= INSTRUCTIONS TO FOLLOW =
Search term "PartialEq": copy each line of the data containing it.

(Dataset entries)
- - -

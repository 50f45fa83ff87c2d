//! # DROPLOCK
//!
//! Keeps locked items out of monster loot tables, across every database
//! reload the map server goes through.
//!
//! ## Architecture
//!
//! ```text
//! ┌──────────┐  HostEvent  ┌───────────┐  hooks  ┌──────────────┐
//! │  stdin   │────────────>│ MapServer │────────>│   DropLock   │
//! └──────────┘             │           │         │ (lifecycle)  │
//!                          │ Databases │<────────│ parse/apply  │
//!                          └───────────┘  &mut   └──────────────┘
//! ```
//!
//! ## Example
//!
//! ```rust,ignore
//! use droplock::{Databases, DropLock, DropLockConfig, HostEvent, MapServer};
//! use droplock_rules::FileRuleSource;
//!
//! let config = DropLockConfig::load("data/droplock.toml")?;
//! let mut server = MapServer::new(Databases::load(&config.database)?);
//! server.register(Box::new(DropLock::new(FileRuleSource::new(config.rules.path))))?;
//! server.handle(HostEvent::ServerOnline);
//! ```

#![deny(missing_docs)]
#![deny(unsafe_code)]
#![deny(clippy::all)]
#![warn(clippy::pedantic)]
#![deny(clippy::perf)]

pub mod config;
pub mod error;
pub mod events;
pub mod host;
pub mod lifecycle;
pub mod plugin;

pub use config::{DatabaseConfig, DropLockConfig, LoggingConfig, RulesConfig};
pub use error::{ServerError, ServerResult};
pub use events::{EventBus, EventReceiver, EventSender, HostEvent};
pub use host::{Databases, MapServer, ServerPlugin};
pub use lifecycle::{CycleReport, DropLock, Phase};
pub use plugin::RELOAD_COMMAND;
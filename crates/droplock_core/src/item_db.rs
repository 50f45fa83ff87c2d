//! # Item Database
//!
//! Item identities, name lookup, and the per-item drop bookkeeping the loot
//! system keeps next to the monster loot tables:
//! - `max_chance`: the aggregate ceiling used for drop-chance normalization
//! - `drop_sources`: the monsters that drop the item, best chance first

use std::collections::{BTreeMap, HashMap};
use std::path::Path;

use serde::Deserialize;
use tracing::info;

use crate::error::{DatabaseError, DatabaseResult};
use crate::mob_db::{MobId, MobRecord};

/// Unique identifier for an item type.
pub type ItemId = u32;

/// Item id stored in a loot slot that holds nothing.
pub const EMPTY_ITEM: ItemId = 0;

/// Maximum number of monsters tracked per item in `drop_sources`.
pub const MAX_DROP_SOURCES: usize = 5;

/// One monster known to drop an item.
#[derive(Clone, Copy, Debug, Default, PartialEq, Eq)]
pub struct DropSource {
    /// The monster dropping the item.
    pub mob_id: MobId,
    /// Its regular drop chance (1/10000 units).
    pub chance: u32,
}

/// An item definition.
#[derive(Clone, Debug, PartialEq, Eq, Deserialize)]
pub struct ItemRecord {
    /// Unique identifier.
    pub id: ItemId,
    /// Script name (e.g. `Red_Potion`). Rule files refer to items by this.
    pub aegis_name: String,
    /// Display name.
    #[serde(default)]
    pub name: String,
    /// Highest regular drop chance over all monsters.
    #[serde(skip)]
    pub max_chance: u32,
    /// Monsters dropping this item, highest chance first.
    #[serde(skip)]
    pub drop_sources: Vec<DropSource>,
}

impl ItemRecord {
    /// Creates an item with no drop bookkeeping yet.
    #[must_use]
    pub fn new(id: ItemId, aegis_name: impl Into<String>, name: impl Into<String>) -> Self {
        Self {
            id,
            aegis_name: aegis_name.into(),
            name: name.into(),
            max_chance: 0,
            drop_sources: Vec::new(),
        }
    }

    /// Returns the drop-source entry for a monster, if tracked.
    #[must_use]
    pub fn drop_source(&self, mob_id: MobId) -> Option<&DropSource> {
        self.drop_sources.iter().find(|s| s.mob_id == mob_id)
    }

    /// Zeroes the chance recorded for `mob_id`.
    ///
    /// Returns `true` if the monster was tracked.
    pub fn clear_drop_source(&mut self, mob_id: MobId) -> bool {
        match self.drop_sources.iter_mut().find(|s| s.mob_id == mob_id) {
            Some(source) => {
                source.chance = 0;
                true
            }
            None => false,
        }
    }
}

/// Read and write access to the host's item database.
pub trait ItemDatabase {
    /// Resolves a script or display name (case-insensitive) to an item id.
    fn resolve_item(&self, name: &str) -> Option<ItemId>;

    /// Looks up an item by id.
    fn item(&self, id: ItemId) -> Option<&ItemRecord>;

    /// Looks up an item by id for mutation.
    fn item_mut(&mut self, id: ItemId) -> Option<&mut ItemRecord>;

    /// Rebuilds every item's `max_chance` and `drop_sources` from the
    /// regular loot tables of `mobs`.
    fn index_drops<'a>(&mut self, mobs: impl Iterator<Item = &'a MobRecord>);
}

#[derive(Deserialize)]
struct ItemFile {
    #[serde(default)]
    item: Vec<ItemRecord>,
}

/// In-memory item database keyed by id.
#[derive(Clone, Debug, Default)]
pub struct ItemDb {
    records: BTreeMap<ItemId, ItemRecord>,
    names: HashMap<String, ItemId>,
}

impl ItemDb {
    /// Creates an empty database.
    #[must_use]
    pub fn new() -> Self {
        Self::default()
    }

    /// Builds a database from records.
    ///
    /// # Errors
    ///
    /// Returns error on a reserved id, a repeated id, or a repeated script name.
    pub fn from_records(records: impl IntoIterator<Item = ItemRecord>) -> DatabaseResult<Self> {
        let mut db = Self::new();
        for record in records {
            db.insert(record)?;
        }
        Ok(db)
    }

    /// Loads a TOML item database (`[[item]]` tables).
    ///
    /// # Errors
    ///
    /// Returns error if the file cannot be read or parsed, or holds
    /// conflicting records.
    pub fn load(path: impl AsRef<Path>) -> DatabaseResult<Self> {
        let path = path.as_ref();
        let text = std::fs::read_to_string(path).map_err(|source| DatabaseError::Io {
            path: path.to_path_buf(),
            source,
        })?;
        let file: ItemFile = toml::from_str(&text).map_err(|source| DatabaseError::Parse {
            path: path.to_path_buf(),
            source,
        })?;
        let db = Self::from_records(file.item)?;
        info!("Loaded {} items from '{}'", db.len(), path.display());
        Ok(db)
    }

    /// Adds one record.
    ///
    /// Display names are indexed only when no other item already claims
    /// them; script names must be unique.
    ///
    /// # Errors
    ///
    /// Returns error on a reserved id, a repeated id, or a repeated script name.
    pub fn insert(&mut self, record: ItemRecord) -> DatabaseResult<()> {
        if record.id == EMPTY_ITEM {
            return Err(DatabaseError::ReservedId {
                what: "item",
                name: record.aegis_name,
            });
        }
        if self.records.contains_key(&record.id) {
            return Err(DatabaseError::DuplicateId {
                what: "item",
                id: record.id,
            });
        }

        let aegis = record.aegis_name.to_lowercase();
        let taken = self
            .names
            .get(&aegis)
            .and_then(|id| self.records.get(id))
            .is_some_and(|r| r.aegis_name.to_lowercase() == aegis);
        if taken {
            return Err(DatabaseError::DuplicateName {
                what: "item",
                name: record.aegis_name,
            });
        }
        // A script name always wins over a display name claimed earlier.
        self.names.insert(aegis, record.id);
        if !record.name.is_empty() {
            self.names.entry(record.name.to_lowercase()).or_insert(record.id);
        }

        self.records.insert(record.id, record);
        Ok(())
    }

    /// Number of items.
    #[must_use]
    pub fn len(&self) -> usize {
        self.records.len()
    }

    /// Returns true if the database holds no items.
    #[must_use]
    pub fn is_empty(&self) -> bool {
        self.records.is_empty()
    }

    /// Iterates items in ascending id order.
    pub fn iter(&self) -> impl Iterator<Item = &ItemRecord> {
        self.records.values()
    }
}

impl ItemDatabase for ItemDb {
    fn resolve_item(&self, name: &str) -> Option<ItemId> {
        self.names.get(&name.to_lowercase()).copied()
    }

    fn item(&self, id: ItemId) -> Option<&ItemRecord> {
        self.records.get(&id)
    }

    fn item_mut(&mut self, id: ItemId) -> Option<&mut ItemRecord> {
        self.records.get_mut(&id)
    }

    fn index_drops<'a>(&mut self, mobs: impl Iterator<Item = &'a MobRecord>) {
        for item in self.records.values_mut() {
            item.max_chance = 0;
            item.drop_sources.clear();
        }

        for mob in mobs {
            for slot in mob.drops.iter().filter(|s| !s.is_empty()) {
                let Some(item) = self.records.get_mut(&slot.item_id) else {
                    continue;
                };
                item.max_chance = item.max_chance.max(slot.chance);
                match item.drop_sources.iter_mut().find(|s| s.mob_id == mob.id) {
                    Some(source) => source.chance = source.chance.max(slot.chance),
                    None => item.drop_sources.push(DropSource {
                        mob_id: mob.id,
                        chance: slot.chance,
                    }),
                }
            }
        }

        for item in self.records.values_mut() {
            // Stable sort keeps ascending mob id among equal chances.
            item.drop_sources.sort_by(|a, b| b.chance.cmp(&a.chance));
            item.drop_sources.truncate(MAX_DROP_SOURCES);
        }
    }
}

#[cfg(test)]
mod tests {
    use super::*;

    fn sample_db() -> ItemDb {
        ItemDb::from_records([
            ItemRecord::new(501, "Red_Potion", "Red Potion"),
            ItemRecord::new(715, "Yellow_Gemstone", "Yellow Gemstone"),
        ])
        .unwrap()
    }

    #[test]
    fn test_resolve_is_case_insensitive() {
        let db = sample_db();
        assert_eq!(db.resolve_item("Red_Potion"), Some(501));
        assert_eq!(db.resolve_item("red_potion"), Some(501));
        assert_eq!(db.resolve_item("Yellow Gemstone"), Some(715));
        assert_eq!(db.resolve_item("Nonexistent_Item"), None);
    }

    #[test]
    fn test_rejects_conflicting_records() {
        let mut db = sample_db();
        assert!(matches!(
            db.insert(ItemRecord::new(501, "Other", "")),
            Err(DatabaseError::DuplicateId { id: 501, .. })
        ));
        assert!(matches!(
            db.insert(ItemRecord::new(502, "RED_POTION", "")),
            Err(DatabaseError::DuplicateName { .. })
        ));
        assert!(matches!(
            db.insert(ItemRecord::new(EMPTY_ITEM, "Nothing", "")),
            Err(DatabaseError::ReservedId { .. })
        ));
    }

    #[test]
    fn test_index_drops_tracks_ceiling_and_sources() {
        let mut db = sample_db();
        let mobs = [
            MobRecord::new(1002, "PORING", "Poring").with_drop(501, 700),
            MobRecord::new(1113, "DROPS", "Drops")
                .with_drop(501, 1500)
                .with_drop(715, 50),
        ];
        db.index_drops(mobs.iter());

        let potion = db.item(501).unwrap();
        assert_eq!(potion.max_chance, 1500);
        assert_eq!(potion.drop_sources[0].mob_id, 1113);
        assert_eq!(potion.drop_sources[1].mob_id, 1002);
        assert_eq!(db.item(715).unwrap().max_chance, 50);
    }

    #[test]
    fn test_index_drops_caps_source_list() {
        let mut db = sample_db();
        let mobs: Vec<MobRecord> = (1..=8)
            .map(|i| MobRecord::new(1000 + i, format!("MOB_{i}"), "").with_drop(501, i * 10))
            .collect();
        db.index_drops(mobs.iter());

        let potion = db.item(501).unwrap();
        assert_eq!(potion.drop_sources.len(), MAX_DROP_SOURCES);
        assert_eq!(potion.drop_sources[0].chance, 80);
        assert_eq!(potion.max_chance, 80);
    }

    #[test]
    fn test_clear_drop_source() {
        let mut db = sample_db();
        let mobs = [MobRecord::new(1002, "PORING", "Poring").with_drop(501, 700)];
        db.index_drops(mobs.iter());

        let potion = db.item_mut(501).unwrap();
        assert!(potion.clear_drop_source(1002));
        assert!(!potion.clear_drop_source(9999));
        assert_eq!(potion.drop_source(1002).unwrap().chance, 0);
    }

    #[test]
    fn test_load_from_toml() {
        let dir = tempfile::tempdir().unwrap();
        let path = dir.path().join("item_db.toml");
        std::fs::write(
            &path,
            r#"
[[item]]
id = 501
aegis_name = "Red_Potion"
name = "Red Potion"

[[item]]
id = 909
aegis_name = "Jellopy"
"#,
        )
        .unwrap();

        let db = ItemDb::load(&path).unwrap();
        assert_eq!(db.len(), 2);
        assert_eq!(db.resolve_item("jellopy"), Some(909));
    }

    #[test]
    fn test_load_missing_file() {
        let err = ItemDb::load("/nonexistent/item_db.toml").unwrap_err();
        assert!(matches!(err, DatabaseError::Io { .. }));
    }
}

- - -

= PROBLEM SOLUTION =
#[derive(Clone, Copy, Debug, Default, PartialEq, Eq)]
#[derive(Clone, Debug, PartialEq, Eq, Deserialize)]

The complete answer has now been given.